Problem requirements: Pick out each line with the word "merged" from the material that follows.

_ _ _ _ _

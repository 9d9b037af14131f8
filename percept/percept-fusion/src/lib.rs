//! Multi-view point-cloud fusion.
//!
//! Turns per-camera RGB-D + segmentation captures into one fused,
//! outlier-filtered point cloud per object:
//!
//! 1. [`segmented_world_points`] back-projects the pixels belonging to one
//!    body through the camera calibration into world coordinates.
//! 2. [`fuse_views`] crops each view to the workspace bound, concatenates
//!    across cameras, and drops points farther than the configured radius
//!    from the merged centroid (single pass).
//!
//! An object visible in no camera yields
//! [`FusionError::EmptyObservation`]; the trial is skipped before any
//! relative transform is composed for it.

#![cfg_attr(not(test), deny(clippy::unwrap_used, clippy::expect_used))]
#![warn(missing_docs)]
#![warn(clippy::all)]
#![warn(clippy::pedantic)]
#![allow(clippy::missing_errors_doc)]

mod error;
mod fuse;
mod segment;

pub use error::{FusionError, Result};
pub use fuse::{fuse_views, FusionOutcome};
pub use segment::segmented_world_points;

use percept_types::RgbdFrame;
use placement_types::{Aabb, ObjectRole};

/// Extracts and fuses one object's cloud from a full multi-camera capture.
///
/// Convenience wrapper over [`segmented_world_points`] + [`fuse_views`]
/// for callers holding raw frames and a segmentation label.
///
/// # Errors
///
/// Propagates [`FusionError`] from [`fuse_views`].
pub fn fuse_object_observation(
    role: ObjectRole,
    frames: &[RgbdFrame],
    label: u32,
    bounds: &Aabb,
    outlier_radius: f64,
) -> Result<FusionOutcome> {
    let views: Vec<_> = frames
        .iter()
        .map(|frame| segmented_world_points(frame, label))
        .collect();
    fuse_views(role, &views, bounds, outlier_radius)
}
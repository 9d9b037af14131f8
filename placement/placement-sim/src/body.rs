//! Simulator body identity.

#[cfg(feature = "serde")]
use serde::{Deserialize, Serialize};

/// Unique identifier for a rigid body in the external simulator.
///
/// Matches the segmentation labels produced by the rendering stack, so a
/// segmented pixel maps directly to the body it belongs to.
#[derive(Debug, Clone, Copy, PartialEq, Eq, Hash)]
#[cfg_attr(feature = "serde", derive(Serialize, Deserialize))]
pub struct BodyId(pub u64);

impl BodyId {
    /// Creates a new body ID.
    #[must_use]
    pub const fn new(id: u64) -> Self {
        Self(id)
    }

    /// Raw ID value.
    #[must_use]
    pub const fn raw(self) -> u64 {
        self.0
    }

    /// The segmentation label this body renders as.
    #[must_use]
    #[allow(clippy::cast_possible_truncation)]
    pub const fn segmentation_label(self) -> u32 {
        self.0 as u32
    }
}

impl From<u64> for BodyId {
    fn from(id: u64) -> Self {
        Self(id)
    }
}

impl std::fmt::Display for BodyId {
    fn fmt(&self, f: &mut std::fmt::Formatter<'_>) -> std::fmt::Result {
        write!(f, "Body({})", self.0)
    }
}
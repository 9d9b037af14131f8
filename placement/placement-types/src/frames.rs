//! Reference-frame conversion.
//!
//! Every piece of placement and stress-test geometry reduces to one
//! primitive: re-anchoring a pose from one frame onto another. Keeping the
//! convention in a single function avoids the classic frame-composition
//! sign errors.

use crate::pose::RigidPose;

/// Re-expresses `pose_source` from one reference frame to another.
///
/// Returns the pose that stands in the same relation to
/// `pose_frame_target` as `pose_source` stands to `pose_frame_source`:
///
/// ```text
/// result = pose_frame_target ∘ (pose_frame_source⁻¹ ∘ pose_source)
/// ```
///
/// Converting against the same frame twice is the identity:
/// `convert_reference_frame(p, f, f) == p` for any frame `f`.
///
/// # Example
///
/// ```
/// use placement_types::{convert_reference_frame, RigidPose};
/// use nalgebra::Point3;
///
/// let world_pose = RigidPose::from_position(Point3::new(0.5, 0.0, 1.0));
/// let parent = RigidPose::from_position(Point3::new(0.5, 0.0, 0.9));
///
/// // The pose in the parent's local frame.
/// let local = convert_reference_frame(&world_pose, &parent, &RigidPose::identity());
/// assert!((local.position.z - 0.1).abs() < 1e-12);
///
/// // Re-anchoring onto the parent again recovers the world pose.
/// let back = convert_reference_frame(&local, &RigidPose::identity(), &parent);
/// assert!((back.position.z - 1.0).abs() < 1e-12);
/// ```
#[must_use]
pub fn convert_reference_frame(
    pose_source: &RigidPose,
    pose_frame_source: &RigidPose,
    pose_frame_target: &RigidPose,
) -> RigidPose {
    pose_frame_target.compose(&pose_frame_source.inverse().compose(pose_source))
}
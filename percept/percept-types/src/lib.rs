//! Raw sensing types for placement validation.
//!
//! This crate provides the data carried from the rendering/simulation
//! stack into point-cloud fusion:
//!
//! - [`CameraIntrinsics`] / [`CameraExtrinsics`] / [`CameraCalibration`] -
//!   pinhole calibration
//! - [`RgbdFrame`] - one camera's RGB + depth + segmentation capture
//! - [`SensingProvider`] - the multi-camera capture trait implemented by
//!   the external rendering stack
//!
//! These are **raw sensor types**: no fusion, no filtering, no object
//! semantics. The fused, per-object view lives downstream in
//! `percept-fusion`.

#![cfg_attr(not(test), deny(clippy::unwrap_used, clippy::expect_used))]
#![warn(missing_docs)]
#![warn(clippy::all)]
#![warn(clippy::pedantic)]
#![allow(clippy::missing_const_for_fn, clippy::missing_errors_doc)]

mod camera;
mod error;
mod frame;

pub use camera::{CameraCalibration, CameraExtrinsics, CameraIntrinsics};
pub use error::{PerceptError, Result};
pub use frame::{RgbdFrame, SensingProvider};
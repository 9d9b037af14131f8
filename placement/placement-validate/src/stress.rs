//! Upside-down stability stress test geometry.
//!
//! A placement can look successful merely because the proposed transform
//! happens to coincide with the child's resting contact on the table. The
//! stress test re-poses the parent upside-down, holds it fixed, and
//! re-derives the child's pose so that its relation to the parent is
//! unchanged. If gravity alone breaks the contact, the relation is a
//! genuine geometric fit; if the child stays stuck, the trial is rejected.
//!
//! Everything here is pure algebra over the immutable start-pose snapshot;
//! nothing re-simulates the original placement.

use nalgebra::{UnitQuaternion, Vector3};

use placement_types::{convert_reference_frame, ObjectClass, RigidPose};

/// The parent and child poses used for the upside-down settle.
#[derive(Debug, Clone, Copy, PartialEq)]
pub struct StressPoses {
    /// Where the parent is rigidly constrained.
    pub parent: RigidPose,
    /// Where the child is released from.
    pub child: RigidPose,
}

/// Constructs the flipped parent pose: the canonical upright orientation
/// rotated 180° about the world X axis, at the parent's start position
/// raised by `clearance` so the flipped body clears the table.
#[must_use]
pub fn upside_down_parent_pose(
    start_parent: &RigidPose,
    parent_class: ObjectClass,
    clearance: f64,
) -> RigidPose {
    let flip = UnitQuaternion::from_axis_angle(&Vector3::x_axis(), std::f64::consts::PI);
    RigidPose::new(
        start_parent.position + Vector3::new(0.0, 0.0, clearance),
        flip * parent_class.upright_rotation(),
    )
}

/// Derives the stress-test poses from the start-pose snapshot and the
/// composed final child pose.
///
/// The child's relation to the parent is read off against the parent's
/// *start* pose and re-anchored on the flipped pose:
///
/// 1. `child_in_parent = convert_reference_frame(final_child,
///    start_parent, identity)`
/// 2. `child = convert_reference_frame(child_in_parent, identity,
///    upside_down_parent)`
///
/// The derivation is deterministic: identical inputs produce identical
/// poses.
#[must_use]
pub fn stress_poses(
    start_parent: &RigidPose,
    final_child: &RigidPose,
    parent_class: ObjectClass,
    clearance: f64,
) -> StressPoses {
    let parent = upside_down_parent_pose(start_parent, parent_class, clearance);
    let identity = RigidPose::identity();
    let child_in_parent = convert_reference_frame(final_child, start_parent, &identity);
    let child = convert_reference_frame(&child_in_parent, &identity, &parent);
    StressPoses { parent, child }
}
//! Error types for record persistence.

use std::path::PathBuf;

use thiserror::Error;

/// Errors from writing demonstration records.
#[derive(Debug, Error)]
pub enum RecordError {
    /// A record for this trial index already exists.
    ///
    /// The store is append-only; records are never overwritten or merged.
    #[error("record already exists: {path}")]
    AlreadyExists {
        /// Path of the existing record.
        path: PathBuf,
    },

    /// Filesystem failure.
    #[error("record I/O error: {0}")]
    Io(#[from] std::io::Error),

    /// Serialization failure.
    #[error("record serialization error: {0}")]
    Serialize(#[from] serde_json::Error),
}

/// Result type for record operations.
pub type Result<T> = std::result::Result<T, RecordError>;
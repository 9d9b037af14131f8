//! Placement composition with canonical upright correction.

use placement_types::{LoadPoseType, ObjectClass, RigidPose};

/// Final world poses produced by composing a proposed relative transform
/// onto the observed start poses.
#[derive(Debug, Clone, Copy, PartialEq)]
pub struct ComposedPlacement {
    /// The parent's final pose.
    pub final_parent: RigidPose,
    /// The child's final pose.
    pub final_child: RigidPose,
    /// The upright correction applied to both objects, when the parent's
    /// load policy allowed arbitrary orientation.
    pub upright_correction: Option<RigidPose>,
}

impl ComposedPlacement {
    /// Whether the parent was re-grounded to its canonical upright
    /// orientation.
    #[must_use]
    pub const fn parent_regrounded(&self) -> bool {
        self.upright_correction.is_some()
    }
}

/// Composes the proposed relative transform onto the start poses.
///
/// The child's final pose is `relative ∘ start_child`. When the parent was
/// loaded with [`LoadPoseType::AnyPose`], the parent is re-grounded to its
/// class's canonical upright orientation (position unchanged) and the same
/// correction `U = upright_parent ∘ start_parent⁻¹` is applied to the
/// child, so the relative relation between the two objects is preserved
/// exactly. Under any other policy the parent keeps its start pose.
#[must_use]
pub fn compose_placement(
    start_parent: &RigidPose,
    start_child: &RigidPose,
    relative_transform: &RigidPose,
    parent_class: ObjectClass,
    parent_policy: LoadPoseType,
) -> ComposedPlacement {
    let final_child = relative_transform.compose(start_child);

    if parent_policy == LoadPoseType::AnyPose {
        let upright_parent = start_parent.with_rotation(parent_class.upright_rotation());
        let correction = upright_parent.compose(&start_parent.inverse());
        ComposedPlacement {
            final_parent: upright_parent,
            final_child: correction.compose(&final_child),
            upright_correction: Some(correction),
        }
    } else {
        ComposedPlacement {
            final_parent: *start_parent,
            final_child,
            upright_correction: None,
        }
    }
}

_ _ _ _ _

Result for this exercise:
//!    from the merged centroid (single pass).
    /// The store is append-only; records are never overwritten or merged.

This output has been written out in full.